** EXERCISE BRIEF **
Go through the entries below and work out how many lines include "match"; give only that number.

** DATA RECORDS **
====
//! Snapshot service - captures the state store as one value and puts it back
//!
//! Stored values are strings. Strings holding a JSON document (object,
//! array, number, bool, null) are embedded structurally so the snapshot
//! reads like the application state; everything else, including strings
//! whose content is itself a JSON string literal, is embedded verbatim.
//! `apply` reverses the mapping, so a collect/apply round trip reproduces
//! every stored value up to formatting inside JSON documents (whitespace,
//! object key order, number notation).

use serde::Serialize;
use serde_json::{Map, Value};

use crate::domain::result::{Error, Result};
use crate::domain::Snapshot;
use crate::ports::StateStore;

/// Result of applying a snapshot to a store
#[derive(Debug, Clone, Serialize)]
pub struct ApplyResult {
    /// Keys written from the snapshot
    pub keys_restored: usize,
    /// Keys that existed before and are absent from the snapshot
    pub keys_removed: usize,
}

/// Converts between a StateStore and a Snapshot
#[derive(Debug, Clone, Copy, Default)]
pub struct SnapshotService;

impl SnapshotService {
    /// Capture every key in the store
    pub fn collect(&self, store: &dyn StateStore) -> Result<Snapshot> {
        let mut map = Map::new();
        for (key, raw) in store.entries()? {
            map.insert(key, embed(raw));
        }
        Ok(Snapshot::new(Value::Object(map)))
    }

    /// Replace the store's contents with the snapshot, atomically.
    ///
    /// A snapshot that is not a JSON object cannot be mapped onto keys; it
    /// is rejected before the store is touched.
    pub fn apply(&self, store: &dyn StateStore, snapshot: &Snapshot) -> Result<ApplyResult> {
        let Value::Object(map) = snapshot.as_value() else {
            return Err(Error::validation(
                "Backup does not contain key/value application state",
            ));
        };

        let entries: Vec<(String, String)> = map
            .iter()
            .map(|(key, value)| (key.clone(), extract(value)))
            .collect();

        let keys_removed = store
            .keys()?
            .iter()
            .filter(|key| !map.contains_key(key.as_str()))
            .count();

        store.replace_all(&entries)?;

        Ok(ApplyResult {
            keys_restored: entries.len(),
            keys_removed,
        })
    }
}

fn embed(raw: String) -> Value {
    match serde_json::from_str::<Value>(&raw) {
        Ok(Value::String(_)) | Err(_) => Value::String(raw),
        Ok(document) => document,
    }
}

fn extract(value: &Value) -> String {
    match value {
        Value::String(raw) => raw.clone(),
        document => document.to_string(),
    }
}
====
** YOUR RESPONSE **
2